In the interest of doing more then dropping a link into the answer, I will try to give a brief summary of the article:
Mitchell's best-candidate algorithm
A simple approximation known as Mitchell’s best-candidate algorithm. It is easy to implement both crowds some spaces and leaves gaps in other. The algorithm adds new points one at a time. For each new sample, the best-candidate algorithm generates a fixed number of candidates, say 10. The point furthest from any other point is added to the set and the process is repeated until the desired density is achieved.
Bridson's Algorithm
Bridson’s algorithm for Poisson-disc sampling (original paper pdf) scales linearly and is easy to implement as well. This algorithm grows from an initial point and (IMHO) is quite fun to watch (again see Mike Bostock's article). All points in the set are either active or inactive. all points are added as active. One point is chosen from the active set and some number of candidate points are generated in the annulus (a.k.a ring) that extends from the sample with the inner circle having a radius r and the outer circle having a radius 2r. Candidate sample less then r distance away from any point in the FinalSet are rejected. Once a sample is found that is not rejected it is added the the FinalSet. If all the candidate sample are rejected the original point is marked as inactive on the assumption that is has so many neighboring points that no more can be added around it. When all samples are inactive the algorithm terminates.

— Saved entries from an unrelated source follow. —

//! Cluster coordinator: liveness registry plus routing ring.
//!
//! [`ClusterCoordinator`] is the shared, read-mostly structure the HTTP layer
//! talks to. It ingests heartbeats, runs the failure detector, answers
//! `find(key)` against the ring and rebuilds the ring on demand.
//!
//! The ring view is refreshed lazily: heartbeats, detector transitions and
//! removals either bump the registry generation or set the dirty flag, and
//! the next read brings the view up to date before answering.

use std::collections::{BTreeMap, HashSet};
use std::fmt;
use std::sync::Arc;
use std::sync::atomic::{AtomicBool, Ordering};

use tokio::sync::{RwLock, broadcast};
use tracing::{debug, info};
use vigil_ring::Ring;
use vigil_types::{ClusterEvent, Node, NodeId, NodeState};

use crate::clock::Clock;
use crate::detector::{DetectorConfig, FailureDetector, StateChange};
use crate::error::ClusterError;
use crate::registry::{HeartbeatOutcome, NodeRegistry};

/// Configuration for a [`ClusterCoordinator`].
#[derive(Debug, Clone, PartialEq, Eq)]
pub struct CoordinatorConfig {
    /// Virtual positions placed on the ring for every node.
    pub vnodes_per_node: u16,
    /// Failure detector timings.
    pub detector: DetectorConfig,
}

impl CoordinatorConfig {
    /// Create a config suitable for fast test execution.
    pub fn test_config() -> Self {
        Self {
            vnodes_per_node: 64,
            detector: DetectorConfig::test_config(),
        }
    }

    /// Reject configurations the coordinator cannot run with.
    pub fn validate(&self) -> Result<(), ClusterError> {
        if self.vnodes_per_node == 0 {
            return Err(ClusterError::InvalidConfiguration(
                "vnodes per node must be positive".to_string(),
            ));
        }
        self.detector.validate()
    }
}

impl Default for CoordinatorConfig {
    fn default() -> Self {
        Self {
            vnodes_per_node: 100,
            detector: DetectorConfig::default_config(),
        }
    }
}

/// Outcome of [`ClusterCoordinator::rebalance`].
#[derive(Debug, Clone, Copy, PartialEq, Eq)]
pub struct RebalanceSummary {
    /// Alive nodes placed on the new ring.
    pub nodes: usize,
    /// Virtual positions on the new ring.
    pub positions: usize,
}

impl fmt::Display for RebalanceSummary {
    fn fmt(&self, f: &mut fmt::Formatter<'_>) -> fmt::Result {
        write!(
            f,
            "Hash ring rebuilt from {} ALIVE node(s) with {} virtual position(s).",
            self.nodes, self.positions
        )
    }
}

/// The ring plus the liveness view it routes with.
#[derive(Debug)]
struct RingView {
    ring: Ring,
    /// Nodes that may receive keys. Positions of other nodes are skipped.
    alive: HashSet<NodeId>,
    /// Registry generation this view was synced to.
    synced_generation: u64,
}

impl RingView {
    fn find(&self, key: &str) -> Result<NodeId, ClusterError> {
        self.ring
            .find(key, |id| self.alive.contains(id))
            .cloned()
            .ok_or(ClusterError::NoAvailableNode)
    }
}

/// Shared cluster coordinator.
///
/// Holds the node registry, the routing ring and a broadcast channel through
/// which other components can subscribe to cluster events.
pub struct ClusterCoordinator {
    /// This coordinator's own node identifier.
    local_node_id: NodeId,
    config: CoordinatorConfig,
    registry: NodeRegistry,
    detector: FailureDetector,
    /// Routing ring, replaced or patched only under the write lock.
    ring: RwLock<RingView>,
    /// Set when a detector transition or removal invalidated the ring view.
    dirty: AtomicBool,
    clock: Arc<dyn Clock>,
    /// Broadcast channel for cluster events.
    event_tx: broadcast::Sender<ClusterEvent>,
}

impl ClusterCoordinator {
    /// Create a coordinator after validating `config`.
    pub fn new(
        local_node_id: NodeId,
        config: CoordinatorConfig,
        clock: Arc<dyn Clock>,
    ) -> Result<Arc<Self>, ClusterError> {
        config.validate()?;

        let (event_tx, _) = broadcast::channel(256);
        let registry = NodeRegistry::new();
        let ring = RingView {
            ring: Ring::new(config.vnodes_per_node),
            alive: HashSet::new(),
            synced_generation: registry.generation(),
        };

        Ok(Arc::new(Self {
            local_node_id,
            detector: FailureDetector::new(config.detector.clone()),
            config,
            registry,
            ring: RwLock::new(ring),
            dirty: AtomicBool::new(false),
            clock,
            event_tx,
        }))
    }

    /// Subscribe to cluster events.
    pub fn subscribe(&self) -> broadcast::Receiver<ClusterEvent> {
        self.event_tx.subscribe()
    }

    /// Return this coordinator's own node ID.
    pub fn local_node_id(&self) -> &NodeId {
        &self.local_node_id
    }

    /// Return the coordinator's configuration.
    pub fn config(&self) -> &CoordinatorConfig {
        &self.config
    }

    /// Return the underlying node registry.
    pub fn registry(&self) -> &NodeRegistry {
        &self.registry
    }

    fn mark_dirty(&self) {
        self.dirty.store(true, Ordering::Release);
    }

    fn emit(&self, event: ClusterEvent) {
        let _ = self.event_tx.send(event);
    }

    /// Ingest a heartbeat from `node_id`.
    ///
    /// Registers unknown nodes and revives suspect or dead ones. Returns the
    /// node record after the heartbeat.
    pub async fn record_heartbeat(&self, node_id: NodeId) -> Node {
        let now = self.clock.now_ms();
        let receipt = self.registry.record_heartbeat(node_id, now).await;
        let node_id = &receipt.node.id;

        match receipt.outcome {
            HeartbeatOutcome::Joined => {
                self.mark_dirty();
                info!(%node_id, "node joined cluster");
                self.emit(ClusterEvent::NodeJoined(node_id.clone()));
            }
            HeartbeatOutcome::Recovered(previous) => {
                self.mark_dirty();
                info!(%node_id, from = %previous, "node recovered to ALIVE");
                self.emit(ClusterEvent::NodeRecovered(node_id.clone()));
            }
            HeartbeatOutcome::Refreshed => {
                debug!(%node_id, heartbeat = receipt.node.heartbeat, "heartbeat");
            }
        }

        receipt.node
    }

    /// Run the failure detector once at the current time.
    ///
    /// Any transition marks the ring dirty and is broadcast to subscribers.
    pub async fn tick(&self) -> Vec<StateChange> {
        let now = self.clock.now_ms();
        let changes = self.detector.scan(&self.registry, now).await;

        if !changes.is_empty() {
            self.mark_dirty();
        }

        for change in &changes {
            let node_id = &change.node_id;
            match change.to {
                NodeState::Suspect => {
                    info!(%node_id, from = %change.from, "node is now SUSPECT");
                    self.emit(ClusterEvent::NodeSuspect(node_id.clone()));
                }
                NodeState::Dead => {
                    info!(%node_id, from = %change.from, "node declared DEAD");
                    self.emit(ClusterEvent::NodeDead(node_id.clone()));
                }
                NodeState::Alive => {}
            }
        }

        changes
    }

    /// Current liveness of every known node, keyed by ID.
    ///
    /// States are re-evaluated against the clock before the snapshot is taken.
    pub async fn status(&self) -> BTreeMap<NodeId, Node> {
        self.tick().await;
        self.registry.snapshot().await
    }

    /// Find the alive node responsible for `key`.
    pub async fn find(&self, key: &str) -> Result<NodeId, ClusterError> {
        self.tick().await;

        {
            let view = self.ring.read().await;
            if !self.is_stale(&view) {
                return view.find(key);
            }
        }

        let mut view = self.ring.write().await;
        self.refresh(&mut view).await;
        let view = view.downgrade();
        view.find(key)
    }

    fn is_stale(&self, view: &RingView) -> bool {
        self.dirty.load(Ordering::Acquire) || view.synced_generation != self.registry.generation()
    }

    /// Bring the ring view up to date with the registry.
    ///
    /// Alive nodes missing from the ring are added and unregistered nodes
    /// are removed. Suspect and dead nodes keep their positions and are
    /// skipped during lookup until the next [`rebalance`](Self::rebalance).
    async fn refresh(&self, view: &mut RingView) {
        // Clear before reading so a concurrent invalidation is not lost.
        self.dirty.store(false, Ordering::Release);
        let generation = self.registry.generation();
        let nodes = self.registry.snapshot().await;

        let stale: Vec<NodeId> = view
            .ring
            .node_ids()
            .filter(|id| !nodes.contains_key(*id))
            .cloned()
            .collect();
        for id in &stale {
            view.ring.remove_node(id);
        }

        let alive: HashSet<NodeId> = nodes
            .values()
            .filter(|n| n.is_alive())
            .map(|n| n.id.clone())
            .collect();
        for id in &alive {
            view.ring.add_node(id.clone());
        }

        view.alive = alive;
        view.synced_generation = generation;

        debug!(
            generation,
            alive = view.alive.len(),
            nodes = view.ring.node_count(),
            positions = view.ring.vnode_count(),
            "ring view refreshed"
        );
    }

    /// Rebuild the ring from scratch using only the currently alive nodes.
    ///
    /// With no alive node the ring ends up empty and every `find` fails with
    /// [`ClusterError::NoAvailableNode`] until a node heartbeats.
    pub async fn rebalance(&self) -> RebalanceSummary {
        self.tick().await;

        let mut view = self.ring.write().await;
        self.dirty.store(false, Ordering::Release);
        let generation = self.registry.generation();
        let alive = self.registry.alive_ids().await;

        let ring = Ring::build(alive.iter().cloned(), self.config.vnodes_per_node);
        let summary = RebalanceSummary {
            nodes: ring.node_count(),
            positions: ring.vnode_count(),
        };

        *view = RingView {
            ring,
            alive: alive.into_iter().collect(),
            synced_generation: generation,
        };
        drop(view);

        info!(
            nodes = summary.nodes,
            positions = summary.positions,
            "hash ring rebuilt from ALIVE nodes"
        );
        self.emit(ClusterEvent::RingRebuilt {
            nodes: summary.nodes,
            positions: summary.positions,
        });

        summary
    }

    /// Explicitly remove a node from the registry and the ring.
    pub async fn remove_node(&self, node_id: &NodeId) -> Result<Node, ClusterError> {
        let node = self.registry.remove(node_id).await?;
        self.mark_dirty();

        info!(%node_id, "node removed from cluster");
        self.emit(ClusterEvent::NodeRemoved(node_id.clone()));
        Ok(node)
    }

    /// Merge node records reported by another coordinator.
    ///
    /// Adopted records are announced like local changes: unknown nodes as
    /// joins, and state changes as recoveries or detector transitions.
    /// Returns how many records were adopted.
    pub async fn merge(&self, remote: Vec<Node>) -> usize {
        let now = self.clock.now_ms();
        let adopted = self.registry.merge(remote, now).await;

        if adopted.is_empty() {
            return 0;
        }
        self.mark_dirty();

        for merged in &adopted {
            let node_id = &merged.node.id;
            let to = merged.node.state;
            let event = match merged.previous {
                None => ClusterEvent::NodeJoined(node_id.clone()),
                Some(from) if from == to => continue,
                Some(_) => match to {
                    NodeState::Alive => ClusterEvent::NodeRecovered(node_id.clone()),
                    NodeState::Suspect => ClusterEvent::NodeSuspect(node_id.clone()),
                    NodeState::Dead => ClusterEvent::NodeDead(node_id.clone()),
                },
            };
            debug!(%node_id, state = %to, "adopted remote record");
            self.emit(event);
        }

        info!(adopted = adopted.len(), "merged remote membership");
        adopted.len()
    }

    /// Return a clone of the current ring, refreshed against the registry.
    pub async fn ring(&self) -> Ring {
        let mut view = self.ring.write().await;
        if self.is_stale(&view) {
            self.refresh(&mut view).await;
        }
        view.ring.clone()
    }
}

impl fmt::Debug for ClusterCoordinator {
    fn fmt(&self, f: &mut fmt::Formatter<'_>) -> fmt::Result {
        f.debug_struct("ClusterCoordinator")
            .field("local_node_id", &self.local_node_id)
            .field("vnodes_per_node", &self.config.vnodes_per_node)
            .finish_non_exhaustive()
    }
}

A grid of size r/√2 can be used to greatly increase the speed of checking candidate points. Only one point may ever be in a grid square and only a limited number of adjacent squares need to be checked.
The easiest way would be to just generate random (x, y) coordinates for each one, repeating if they are touching or overlapping.
Pseudocode:
do N times
{
start:
x = rand(0, width)
y = rand(0, height)
for each other point, p
if distance(p.x, p.y, x, y) < radius * 2
goto start
add_point(x, y);
}
This is O(n^2), but if n is only going to be 100 then that's fine.
I don't know if this is a named algorithm, but it sounds like you could assign each node a position on a “grid”, then pick a random offset. That would give the appearance of some chaos while still guaranteeing that there are no big empty spaces.
For example:
node.x = node.number / width + (Math.random() - 0.5) * SOME_SCALE;
node.y = node.number % height + (Math.random() - 0.5) * SOME_SCALE;
Maybe you could use a grid of circles and place one 25px-dot in every circle? Wouldn't really be random, but look good.
Or you could place dots randomly and then make empty areas attract dots and give dots a limited-range-repulsion, but that is maybe too complicated and takes too much CPU time for this simple task.